Vodafone completes €478m sale of Indian tower unit ahead of Idea merger

03 April 2018 | James Pearce

Vodafone has completed the sale of its Indian tower unit to ATC Telecom Infrastructure Private Limited (ATC) in a deal worth INR 38.5 billion (€478 million).

The sale of its tower arm was agreed as part of Vodafone’s agreement to merge its Indian operation with rival Idea Cellular – a merger that will make a new market leader in the country.

ATC, which is a majority-owned subsidiary of American Tower, will also snap up Idea’s 8,886-strong tower business in a separate deal expected to be completed in the first half of this calendar year.

The Vodafone deal sees ATC add 10,200 towers in India, significantly boosting its footprint in the country. It already owned more than 58,000 towers following the acquisition of Viom Networks in October 2015.

Overall, the acquisition of both towercos will be worth around $1.2 billion and is being carried out through Viom, of which it owns a 51% stake.
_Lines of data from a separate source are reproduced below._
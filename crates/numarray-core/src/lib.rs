//! Core types for runtime-typed numeric arrays
//!
//! This crate provides the value layer every other numarray crate builds on:
//!
//! 1. **Array Type Model** - [`NumericArray`] over scalar, dense and sparse
//!    storage in the real and complex domains
//! 2. **Errors** - one [`Error`] type shared by dispatch and kernels
//! 3. **Checkers** - finiteness validation with located failures
//! 4. **Execution** - column-parallel scheduling for kernels
//!
//! # Storage Contracts
//!
//! - Dense buffers are column-major, `rows × cols` long
//! - Complex buffers are interleaved `(re, im)` pairs, exposed via
//!   `as_interleaved` for serialization layers
//! - Sparse arrays are compressed-sparse-column with strictly ascending rows
//!   per column
//! - Arrays are immutable; no two arrays share backing storage
//!
//! # Example
//!
//! ```rust
//! use numarray_core::{check_finite, NumericArray, Representation};
//!
//! let dense = NumericArray::dense(vec![1.0, 2.0, 3.0, 4.0], 2, 2).unwrap();
//! assert_eq!(dense.representation(), Representation::RealDense);
//! assert!(check_finite(&dense).is_ok());
//! ```

pub mod array;
pub mod checkers;
pub mod dense;
pub mod error;
pub mod execution;
pub mod numeric;
pub mod sparse;
pub mod types;

// Re-export core types
pub use error::{Error, Result};

pub use array::{Matrix, MatrixRef, NumericArray};
pub use checkers::{check_finite, check_finite_with, locate_non_finite, InfLocation, ReportPolicy};
pub use dense::DenseMatrix;
pub use execution::{ExecutionContext, ExecutionStrategy, DEFAULT_PARALLEL_THRESHOLD};
pub use numeric::Element;
pub use sparse::SparseMatrix;
pub use types::{Domain, Representation, Shape, Structure};

pub use num_complex::Complex64;

// Version information
pub const VERSION: &str = env!("CARGO_PKG_VERSION");

/// Prelude module for convenient imports
pub mod prelude {
    pub use crate::{
        check_finite, Complex64, DenseMatrix, Domain, Element, Error, NumericArray,
        Representation, Result, Shape, SparseMatrix, Structure,
    };
}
The deal sees Viom renamed as ATC.

“We are pleased to acquire this portfolio, which will complement our existing footprint and help us serve our tenants in India as they expand 4G services in the coming years,” said Amit Sharma, American Tower’s EVP and president, Asia. 
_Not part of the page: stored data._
//! Finiteness checkers
//!
//! Post-condition validators that scan an array for Inf or NaN and report a
//! single offending coordinate. The canonical report is the first non-finite
//! value in column-major order (column outer, row inner). The legacy report,
//! kept for callers that must reproduce old coordinates, is the first
//! offending row of the *last* column containing a non-finite value.

use crate::array::{MatrixRef, NumericArray};
use crate::error::{Error, Result};
use crate::numeric::Element;
use serde::{Deserialize, Serialize};

/// Coordinate of a non-finite element
#[derive(Clone, Copy, Debug, PartialEq, Eq, Hash)]
pub struct InfLocation {
    pub row: usize,
    pub col: usize,
}

impl From<InfLocation> for Error {
    fn from(loc: InfLocation) -> Self {
        Error::NonFiniteResult {
            row: loc.row,
            col: loc.col,
        }
    }
}

/// Which offending coordinate a checker reports
#[derive(Clone, Copy, Debug, Default, PartialEq, Eq, Serialize, Deserialize)]
#[serde(rename_all = "snake_case")]
pub enum ReportPolicy {
    /// First non-finite value in column-major scan order
    #[default]
    FirstOccurrence,
    /// First offending row within the last offending column
    LegacyLastColumn,
}

/// Locate a non-finite element without raising
pub fn locate_non_finite(array: &NumericArray, policy: ReportPolicy) -> Option<InfLocation> {
    match array {
        NumericArray::RealScalar(_) | NumericArray::RealDense(_) | NumericArray::RealSparse(_) => {
            array.as_real().and_then(|m| locate_in(m, policy))
        }
        _ => array.as_complex().and_then(|m| locate_in(m, policy)),
    }
}

/// Check that every element is finite, reporting the first offender
///
/// # Errors
/// `NonFiniteResult` carrying the offending coordinate.
///
/// ```
/// use numarray_core::{check_finite, Error, NumericArray};
///
/// let ok = NumericArray::dense(vec![1.0, 2.0, 3.0, 4.0], 2, 2).unwrap();
/// assert!(check_finite(&ok).is_ok());
///
/// let bad = NumericArray::dense(vec![1.0, 2.0, f64::INFINITY, 4.0], 2, 2).unwrap();
/// assert!(matches!(check_finite(&bad), Err(Error::NonFiniteResult { row: 0, col: 1 })));
/// ```
pub fn check_finite(array: &NumericArray) -> Result<()> {
    check_finite_with(array, ReportPolicy::FirstOccurrence)
}

/// [`check_finite`] with an explicit report policy
pub fn check_finite_with(array: &NumericArray, policy: ReportPolicy) -> Result<()> {
    match locate_non_finite(array, policy) {
        Some(loc) => {
            tracing::debug!(row = loc.row, col = loc.col, "non-finite value located");
            Err(loc.into())
        }
        None => Ok(()),
    }
}

fn locate_in<T: Element>(matrix: MatrixRef<'_, T>, policy: ReportPolicy) -> Option<InfLocation> {
    match matrix {
        MatrixRef::Scalar(v) => (!v.is_finite()).then_some(InfLocation { row: 0, col: 0 }),
        MatrixRef::Dense(d) => {
            let columns = (0..d.cols()).map(|c| d.column(c).iter().position(|v| !v.is_finite()));
            pick(columns, policy)
        }
        MatrixRef::Sparse(s) => {
            let columns = (0..s.cols()).map(|c| {
                let (rows, values) = s.column(c);
                values.iter().position(|v| !v.is_finite()).map(|k| rows[k])
            });
            pick(columns, policy)
        }
    }
}

/// Choose a coordinate from per-column first offending rows
fn pick(columns: impl Iterator<Item = Option<usize>>, policy: ReportPolicy) -> Option<InfLocation> {
    let mut hits = columns
        .enumerate()
        .filter_map(|(col, row)| row.map(|row| InfLocation { row, col }));
    match policy {
        ReportPolicy::FirstOccurrence => hits.next(),
        ReportPolicy::LegacyLastColumn => hits.last(),
    }
}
Idea Cellular and Vodafone India decided in March 2017 to merge their operations, and the deal is expected to be completed in early 2018 – though other Indian mergers have become unravelled before completion. 

The $20 billion+ merger between Vodafone and Idea create the country’s largest operator, with 400 million customers and a market share of over 40%. 

Vodafone and Idea – which is controlled by the Aditya Birla group, a conglomerate with interests from cement to financial services – will eventually own identical stakes in the combined company, after some adjustments over the first four years after completion. 

Vodafone’s merger of its Indian operations with Idea Cellular will not affect the operations of Vodafone Global Services within the country.  The company confirmed that global services will remain with the UK-based Vodafone Group. 

Also excluded from the deal are stakes in Indus Towers, which was set up in 2007 and provides cell towers to Vodafone, Idea and rival operator Bharti Airtel. 

The deal has already overcome a number of regulatory hurdles – including approval from the Indian National Company Law Tribunal in January – and follows a seismic shift in the Indian market that includes the sale of Reliance Communication’s mobile business to rival Reliance Jio. Rumours at the end of March even claimed RCom could offload its remaining telecoms assets including international arm Global Cloud Xchange to Russian industrial group Sistema.

It was the entry of Jio into the market in September 2016 that forced a rapid consolidation and a number asset sales in the Indian market. Operators began to see their margins decline rapidly as they tried to compete with Jio, who offered a launch deal including free voice calls and data at 50 rupees ($0.75) per gigabyte.

In 2014 there were 13 operators in the business in India, from Bharti Airtel with 22.53% of the market down to Quadrant with 0.24%, but recent consolidation means soon there will be just four or five.